Patient-specific hiPSC-CMs have also been shown to recapitulate susceptibility to trastuzumab-induced cardiac dysfunction. Trastuzumab-exposed hiPSC-CMs demonstrated impaired contractility and calcium handling, and hiPSC-CMs from patients with severe cardiac dysfunction after trastuzumab treatment were more sensitive to the drug effects in vitro compared to hiPSC-CMs from trastuzumab-treated patients without cardiac dysfunction (73). The authors identified metabolic dysfunction in response to trastuzumab and suggested that therapies directed at normalizing metabolism may be promising adjuvant treatments (73). Importantly, hiPSC-CMs did not display differences in cell death or sarcomeric disorganization, which distinguishes this in vitro cardiotoxicity phenotype from that seen with doxorubicin (7,73). This difference mirrors the differences observed clinically in the persistence of doxorubicin-versus trastuzumab-induced heart failure after treatment cessation (74).

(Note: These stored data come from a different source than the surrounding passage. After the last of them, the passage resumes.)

//! `dashprobe config` command handler

use std::io::Write;
use std::path::Path;

use serde::Serialize;
use tracing::info;

use dashprobe_core::config::DashprobeConfig;

use crate::cli::{ConfigAction, ConfigArgs};
use crate::error::CliError;
use crate::output::{OutputWriter, Render};

const SECTIONS: &str = "general, model, dashboard, retry, saml";

/// Execute the `config` command.
pub async fn execute(
    args: ConfigArgs,
    config_path: &Path,
    writer: &OutputWriter,
) -> Result<(), CliError> {
    match args.action {
        ConfigAction::Validate => execute_validate(config_path, writer).await,
        ConfigAction::Show { section } => execute_show(config_path, section, writer).await,
    }
}

/// Execute the config validate subcommand.
///
/// Attempts to load and validate the configuration file, reporting any errors.
///
/// # Errors
///
/// Returns `CliError::Config` if validation fails (missing file, invalid values, parse errors).
async fn execute_validate(config_path: &Path, writer: &OutputWriter) -> Result<(), CliError> {
    info!(path = %config_path.display(), "validating configuration");

    let report = match DashprobeConfig::load(config_path).await {
        Ok(_) => ConfigValidationReport {
            source: config_path.display().to_string(),
            valid: true,
            errors: Vec::new(),
        },
        Err(e) => ConfigValidationReport {
            source: config_path.display().to_string(),
            valid: false,
            errors: vec![e.to_string()],
        },
    };

    writer.render(&report)?;

    if !report.valid {
        return Err(CliError::Config("configuration is invalid".to_owned()));
    }

    Ok(())
}

/// Execute the config show subcommand.
///
/// Displays the effective configuration (file + env overrides + defaults).
/// A missing file shows the defaults.
///
/// # Errors
///
/// Returns `CliError::Core` if loading fails or `CliError::Command` if the section name is invalid.
async fn execute_show(
    config_path: &Path,
    section: Option<String>,
    writer: &OutputWriter,
) -> Result<(), CliError> {
    info!(path = %config_path.display(), "loading configuration");

    let config = DashprobeConfig::load_or_default(config_path).await?;
    let config_toml = match section.as_deref() {
        None => to_toml(&config),
        Some("general") => to_toml(&config.general),
        Some("model") => to_toml(&config.model),
        Some("dashboard") => to_toml(&config.dashboard),
        Some("retry") => to_toml(&config.retry),
        Some("saml") => to_toml(&config.saml),
        Some(other) => {
            return Err(CliError::Command(format!(
                "unknown section: {} (expected: {})",
                other, SECTIONS
            )));
        }
    };

    writer.render(&ConfigReport {
        source: config_path.display().to_string(),
        section,
        config_toml,
    })
}

fn to_toml<T: Serialize>(value: &T) -> String {
    toml::to_string_pretty(value).unwrap_or_else(|e| format!("(serialization error: {})", e))
}

/// Configuration display report.
///
/// The `config_toml` field is skipped during JSON serialization (only used for text rendering).
#[derive(Serialize)]
pub struct ConfigReport {
    /// Configuration file path
    pub source: String,
    /// Optional section name (None = full config)
    #[serde(skip_serializing_if = "Option::is_none")]
    pub section: Option<String>,
    /// Serialized TOML configuration
    #[serde(skip)]
    pub config_toml: String,
}

impl Render for ConfigReport {
    fn render_text(&self, w: &mut dyn Write) -> std::io::Result<()> {
        use colored::Colorize;

        if let Some(ref section) = self.section {
            let section_label = format!("[{}]", section);
            writeln!(
                w,
                "Configuration {} (source: {})",
                section_label.bold(),
                self.source
            )?;
        } else {
            writeln!(w, "Configuration (source: {})", self.source.bold())?;
        }

        writeln!(w)?;
        write!(w, "{}", self.config_toml)?;

        Ok(())
    }
}

/// Configuration validation report.
#[derive(Serialize)]
pub struct ConfigValidationReport {
    /// Configuration file path
    pub source: String,
    /// Whether the configuration is valid
    pub valid: bool,
    /// Validation error messages (empty if valid)
    pub errors: Vec<String>,
}

impl Render for ConfigValidationReport {
    fn render_text(&self, w: &mut dyn Write) -> std::io::Result<()> {
        use colored::Colorize;

        writeln!(w, "Config Validation: {}", self.source.bold())?;

        if self.valid {
            writeln!(w, "  Result: {}", "VALID".green().bold())?;
        } else {
            writeln!(w, "  Result: {}", "INVALID".red().bold())?;
            for err in &self.errors {
                writeln!(w, "  Error: {}", err.red())?;
            }
        }

        Ok(())
    }
}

These patient-specific hiPSC studies demonstrate that the toxicity observed in vitro correlates with clinically relevant in vivo toxicity. To date, a priori screening in hiPSCs to predict who will develop toxicity has not been attempted, though the above studies suggest that results would correlate. Important limitations exist to the implementation of patient-specific hiPSCs for clinical screening. The reprogramming process takes several months and requires a substantial investment of labor. In addition to the potential expense of this process, patients with cancer may not reasonably be able to delay treatment for this amount of time. Thus, patient-specific hiPSC models for screening may be most high-yield in patients with rare diseases or for severe potential side effects in patients who have the ability to delay treatment. Where patient-specific hiPSC models have the potential to impact cardio-oncology more broadly is through their ability to confirm genomic underpinnings of CICTs. Patient-specific in vitro phenotyping coupled with genome sequencing and genome editing techniques can be used to identify and validate key pharmacogenomic variants that could be incorporated into a clinical screen to reduce CICTs on a larger scale and target future drug discovery efforts to bypass adverse events.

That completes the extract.